Major General Adnan Damiri, a spokesman for the Palestinian Authority's security forces, said the cell had been discovered two months ago.

"We seized their weapons, which were intended to target the (Palestinian) national authority and were not intended for use against Israel," he said.

Damiri declined to say how many people were involved in the group, but said a raid on their facilities seized "four rocket launchers and 17 rocket-propelled grenades."

In November, the Palestinian Authority said it had arrested members of a Hamas cell in Nablus, which it said was planning to assassinate the governor of the northern West Bank city.

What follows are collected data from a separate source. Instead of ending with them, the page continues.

//! ConversationSession: the ask-model / dispatch-tools state machine.
//!
//! Responsibilities:
//! - Drive one model round-trip per `step()` and dispatch the requested tool
//!   calls sequentially, in the order the model returned them
//! - Chain steps into a `turn()` until a text-only reply or the step ceiling
//! - Run compaction before every model call and after every tool result
//! - Track usage (LLM calls, tokens, cost, tool calls)
//! - Enter the absorbing `Error` state on fatal failures
//!
//! States: `Idle → AwaitingModel → (ToolCallsPending | Responded) → Idle`,
//! with `Error` reachable from any of them.

use std::collections::HashSet;
use std::sync::Arc;
use std::time::Duration;

use uuid::Uuid;

use super::budget::{
    BudgetState, ContextBudgetManager, ModelSummarizer, Summarizer, TruncationSummarizer,
};
use super::confirmation::{AutoDeny, ConfirmationChannel};
use super::errors::{CompactionError, SessionError, SetupError};
use super::gate::PermissionGate;
use super::permissions::PermissionStore;
use super::resources::{CancellationFlag, RuntimeContext};
use super::tokens::{HeuristicEstimator, TokenEstimator};
use super::tool_router::ToolDispatcher;
use super::transcript::TranscriptStore;
use super::types::{MessageBody, ToolCallRequest, ToolResult, UsageCounters};
use crate::config::RuntimeConfig;
use crate::inference::{
    CompletionProvider, CompletionRequest, HttpProvider, ModelResponse, RetryingCompletionClient,
};
use crate::tools::ToolRegistry;

// ─── SessionState ───────────────────────────────────────────────────────────

#[derive(Debug, Clone, Copy, PartialEq, Eq)]
pub enum SessionState {
    Idle,
    AwaitingModel,
    ToolCallsPending,
    Responded,
    /// Absorbing: an errored session never runs again.
    Error,
}

/// Result of one `step()`.
#[derive(Debug, Clone, PartialEq, Eq)]
pub enum StepOutcome {
    /// The model requested tools; all of them have been resolved.
    ToolCalls { dispatched: usize },
    /// The model replied with text only.
    Responded(String),
}

// ─── SessionServices ────────────────────────────────────────────────────────

/// Everything a session borrows from its environment. Cheap to clone; a
/// parent and its subtasks share one set.
#[derive(Clone)]
pub struct SessionServices {
    pub config: Arc<RuntimeConfig>,
    pub client: Arc<RetryingCompletionClient>,
    pub dispatcher: Arc<ToolDispatcher>,
    pub budget: Arc<ContextBudgetManager>,
    pub estimator: Arc<dyn TokenEstimator>,
    pub system_prompt: Option<Arc<str>>,
    tool_definitions: Arc<Vec<serde_json::Value>>,
}

impl std::fmt::Debug for SessionServices {
    fn fmt(&self, f: &mut std::fmt::Formatter<'_>) -> std::fmt::Result {
        f.debug_struct("SessionServices")
            .field("client", &self.client)
            .field("dispatcher", &self.dispatcher)
            .field("tools", &self.tool_definitions.len())
            .finish_non_exhaustive()
    }
}

impl SessionServices {
    pub fn builder(
        config: RuntimeConfig,
        provider: Arc<dyn CompletionProvider>,
        registry: ToolRegistry,
    ) -> SessionServicesBuilder {
        SessionServicesBuilder {
            config,
            provider,
            registry,
            confirmation: None,
            context: None,
            summarizer: None,
            model_summaries: false,
            estimator: None,
            system_prompt: None,
        }
    }

    /// Builder backed by the HTTP provider from `config.provider`.
    pub fn http_builder(
        config: RuntimeConfig,
        registry: ToolRegistry,
    ) -> Result<SessionServicesBuilder, SetupError> {
        let settings = config.provider.clone().ok_or(SetupError::MissingProvider)?;
        let provider = HttpProvider::new(settings)?;
        Ok(Self::builder(config, Arc::new(provider), registry))
    }

    /// OpenAI-format definitions of every registered tool.
    pub fn tool_definitions(&self) -> &[serde_json::Value] {
        &self.tool_definitions
    }
}

pub struct SessionServicesBuilder {
    config: RuntimeConfig,
    provider: Arc<dyn CompletionProvider>,
    registry: ToolRegistry,
    confirmation: Option<Arc<dyn ConfirmationChannel>>,
    context: Option<Arc<RuntimeContext>>,
    summarizer: Option<Arc<dyn Summarizer>>,
    model_summaries: bool,
    estimator: Option<Arc<dyn TokenEstimator>>,
    system_prompt: Option<String>,
}
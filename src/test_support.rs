//! Test-only helpers: scripted providers, fake tools and session builders.

use std::collections::VecDeque;
use std::path::Path;
use std::sync::atomic::{AtomicUsize, Ordering};
use std::sync::{Arc, Mutex};
use std::time::Duration;

use async_trait::async_trait;
use serde_json::json;

use crate::agent_core::confirmation::{AutoApprove, ConfirmationChannel};
use crate::agent_core::conversation::{ConversationSession, SessionServices};
use crate::agent_core::permissions::PermissionStore;
use crate::agent_core::resources::RuntimeContext;
use crate::agent_core::types::{ToolCallRequest, ToolResult};
use crate::config::RuntimeConfig;
use crate::inference::{CompletionProvider, CompletionRequest, ModelResponse, ProviderError, TokenUsage};
use crate::tools::{EffectClass, Tool, ToolOutput, ToolRegistry, ToolSpec};

// ─── Transcript Fixtures ────────────────────────────────────────────────────

/// A call with empty arguments.
pub fn call(id: &str, name: &str) -> ToolCallRequest {
    call_with(id, name, json!({}))
}

pub fn call_with(id: &str, name: &str, arguments: serde_json::Value) -> ToolCallRequest {
    ToolCallRequest {
        id: id.to_string(),
        name: name.to_string(),
        arguments,
    }
}

/// A successful text result answering `call_id`.
pub fn ok_result(call_id: &str, tool_name: &str, text: &str) -> ToolResult {
    ToolResult {
        call_id: call_id.to_string(),
        tool_name: tool_name.to_string(),
        output: ToolOutput::Text(text.to_string()),
        success: true,
        duration_ms: 1,
    }
}

// ─── Model Responses ────────────────────────────────────────────────────────

pub fn text_response(text: &str) -> ModelResponse {
    ModelResponse {
        text: Some(text.to_string()),
        tool_calls: Vec::new(),
        usage: Some(TokenUsage {
            input_tokens: 100,
            output_tokens: 10,
            cost_usd: 0.001,
        }),
    }
}

pub fn tool_call_response(calls: Vec<ToolCallRequest>) -> ModelResponse {
    ModelResponse {
        text: None,
        tool_calls: calls,
        usage: Some(TokenUsage {
            input_tokens: 100,
            output_tokens: 20,
            cost_usd: 0.001,
        }),
    }
}

pub fn http_error(status: u16) -> ProviderError {
    ProviderError::HttpError {
        status,
        body: format!("status {status}"),
    }
}

// ─── ScriptedProvider ───────────────────────────────────────────────────────

/// Replays a fixed script of responses, then repeats `fallback` forever.
pub struct ScriptedProvider {
    script: Mutex<VecDeque<Result<ModelResponse, ProviderError>>>,
    fallback: Option<ModelResponse>,
    calls: AtomicUsize,
    resets: AtomicUsize,
    /// Message count of each request, in call order.
    seen_lengths: Mutex<Vec<usize>>,
}

impl ScriptedProvider {
    pub fn new(script: Vec<Result<ModelResponse, ProviderError>>) -> Self {
        Self {
            script: Mutex::new(script.into()),
            fallback: None,
            calls: AtomicUsize::new(0),
            resets: AtomicUsize::new(0),
            seen_lengths: Mutex::new(Vec::new()),
        }
    }

    pub fn with_fallback(mut self, response: ModelResponse) -> Self {
        self.fallback = Some(response);
        self
    }

    pub fn calls(&self) -> usize {
        self.calls.load(Ordering::SeqCst)
    }

    pub fn resets(&self) -> usize {
        self.resets.load(Ordering::SeqCst)
    }

    pub fn seen_lengths(&self) -> Vec<usize> {
        self.seen_lengths.lock().unwrap().clone()
    }
}

#[async_trait]
impl CompletionProvider for ScriptedProvider {
    fn name(&self) -> &str {
        "scripted"
    }

    async fn complete(&self, request: &CompletionRequest<'_>) -> Result<ModelResponse, ProviderError> {
        self.calls.fetch_add(1, Ordering::SeqCst);
        self.seen_lengths.lock().unwrap().push(request.messages.len());
        let next = self.script.lock().unwrap().pop_front();
        match next {
            Some(result) => result,
            None => self.fallback.clone().ok_or_else(|| ProviderError::MalformedResponse {
                reason: "script exhausted".into(),
            }),
        }
    }

    fn reset_connection(&self) {
        self.resets.fetch_add(1, Ordering::SeqCst);
    }
}

// ─── Fake Tools ─────────────────────────────────────────────────────────────

/// Read-class tool that returns its `text` argument.
pub struct EchoTool {
    spec: ToolSpec,
    calls: Arc<AtomicUsize>,
}

impl EchoTool {
    pub fn new(name: &str) -> Self {
        Self {
            spec: ToolSpec::new(name, "Echo the text back", EffectClass::Read).with_schema(json!({
                "type": "object",
                "properties": { "text": { "type": "string" } },
                "required": ["text"]
            })),
            calls: Arc::new(AtomicUsize::new(0)),
        }
    }

    /// Shared invocation counter.
    pub fn counter(&self) -> Arc<AtomicUsize> {
        self.calls.clone()
    }
}

#[async_trait]
impl Tool for EchoTool {
    fn spec(&self) -> &ToolSpec {
        &self.spec
    }

    async fn execute(&self, arguments: serde_json::Value) -> anyhow::Result<ToolOutput> {
        self.calls.fetch_add(1, Ordering::SeqCst);
        let text = arguments["text"].as_str().unwrap_or_default();
        Ok(ToolOutput::Text(text.to_string()))
    }
}

/// Write-class tool that writes `content` to `path`.
pub struct WriteFileTool {
    spec: ToolSpec,
    calls: Arc<AtomicUsize>,
}

impl WriteFileTool {
    pub fn new() -> Self {
        Self {
            spec: ToolSpec::new("write_file", "Write a file", EffectClass::Write)
                .with_schema(json!({
                    "type": "object",
                    "properties": {
                        "path": { "type": "string" },
                        "content": { "type": "string" }
                    },
                    "required": ["path", "content"]
                }))
                .with_path_arg("path"),
            calls: Arc::new(AtomicUsize::new(0)),
        }
    }

    pub fn counter(&self) -> Arc<AtomicUsize> {
        self.calls.clone()
    }
}

#[async_trait]
impl Tool for WriteFileTool {
    fn spec(&self) -> &ToolSpec {
        &self.spec
    }

    async fn execute(&self, arguments: serde_json::Value) -> anyhow::Result<ToolOutput> {
        self.calls.fetch_add(1, Ordering::SeqCst);
        let path = arguments["path"].as_str().unwrap_or_default();
        let content = arguments["content"].as_str().unwrap_or_default();
        std::fs::write(path, content)?;
        Ok(ToolOutput::Text(format!("wrote {} bytes", content.len())))
    }
}

/// How a [`MisbehavingTool`] misbehaves.
#[derive(Debug, Clone, Copy)]
pub enum Misbehavior {
    Fail,
    Panic,
    Hang(Duration),
    /// Return this many characters of output.
    Flood(usize),
}

/// Read-class tool that fails, panics, hangs or floods output.
pub struct MisbehavingTool {
    spec: ToolSpec,
    mode: Misbehavior,
}

impl MisbehavingTool {
    pub fn new(name: &str, mode: Misbehavior) -> Self {
        Self {
            spec: ToolSpec::new(name, "Misbehaves", EffectClass::Read),
            mode,
        }
    }
}

#[async_trait]
impl Tool for MisbehavingTool {
    fn spec(&self) -> &ToolSpec {
        &self.spec
    }

    async fn execute(&self, _arguments: serde_json::Value) -> anyhow::Result<ToolOutput> {
        match self.mode {
            Misbehavior::Fail => anyhow::bail!("disk on fire"),
            Misbehavior::Panic => panic!("tool exploded"),
            Misbehavior::Hang(d) => {
                tokio::time::sleep(d).await;
                Ok(ToolOutput::Text("late".into()))
            }
            Misbehavior::Flood(n) => Ok(ToolOutput::Text("x".repeat(n))),
        }
    }
}

// ─── Session Builders ───────────────────────────────────────────────────────

/// Defaults suitable for tests: no audit DB, prompts off, root at `root`.
pub fn test_config(root: &Path) -> RuntimeConfig {
    let mut config = RuntimeConfig::default();
    config.policy.root = root.to_path_buf();
    config.policy.require_permission = false;
    config.audit.enabled = false;
    config.retry.base_delay_ms = 10;
    config.retry.max_delay_ms = 100;
    config
}

pub fn registry_with(tools: Vec<Arc<dyn Tool>>) -> ToolRegistry {
    let mut registry = ToolRegistry::new();
    for tool in tools {
        registry.register(tool);
    }
    registry
}

pub fn services(
    config: RuntimeConfig,
    provider: Arc<dyn CompletionProvider>,
    tools: Vec<Arc<dyn Tool>>,
) -> SessionServices {
    services_with_confirmation(config, provider, tools, Arc::new(AutoApprove))
}

pub fn services_with_confirmation(
    config: RuntimeConfig,
    provider: Arc<dyn CompletionProvider>,
    tools: Vec<Arc<dyn Tool>>,
    confirmation: Arc<dyn ConfirmationChannel>,
) -> SessionServices {
    let context = RuntimeContext::ephemeral(config.limits.max_operations);
    SessionServices::builder(config, provider, registry_with(tools))
        .confirmation(confirmation)
        .context(Arc::new(context))
        .build()
        .unwrap()
}

/// A session with in-memory grants.
pub fn session(
    config: RuntimeConfig,
    provider: Arc<dyn CompletionProvider>,
    tools: Vec<Arc<dyn Tool>>,
) -> ConversationSession {
    ConversationSession::with_grants(services(config, provider, tools), PermissionStore::in_memory())
}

Damiri accused Hamas of inciting violence against the Palestinian Authority security forces with the goal of weakening Palestinian president Mahmud Abbas.

"The security establishment considers the actions of Hamas in Gaza and Damascus to be very dangerous... and their language contains a direct call to murder and a direct call to civil war," he said.

Hamas and Fatah have had tense relations for years, and resentment boiled over after the Islamist group won elections in 2006.

A year later, Hamas routed Fatah in bloody fighting in the Gaza Strip and took control of the coastal enclave.

The parties held two rounds of fruitless reconciliation talks in Damascus in September and November this year, with little progress expected in coming months.

On Tuesday, Hamas accused Abbas of undermining the reconciliation process with a wave of arrests in the West Bank.

"The continuing campaign of arrests and torture against members of Hamas in the West Bank proves that the leaders of the Palestinian Authority and Fatah ignore reconciliation," said Izzat al-Rishq, a Hamas politburo member in Damascus, where the group's leadership is based.

Already tense relations between the groups were further frayed this week with the revelation in leaked US diplomatic cables that Fatah asked Israel in 2007 to attack Hamas.

The cables leaked by whistleblower website WikiLeaks detail comments by the head of Israel's Shin Bet security agency, who told US officials that "demoralised" Fatah officials in Gaza Strip had asked for help against Hamas.

"They are approaching a zero-sum situation, and yet they ask us to attack Hamas," Shin Bet chief Yuval Diskin told US officials. "They are desperate."

He went on to praise his organisation's "very good working relationship" with Abbas' security service, which he said shared with the Shin Bet "almost all the intelligence that it collects."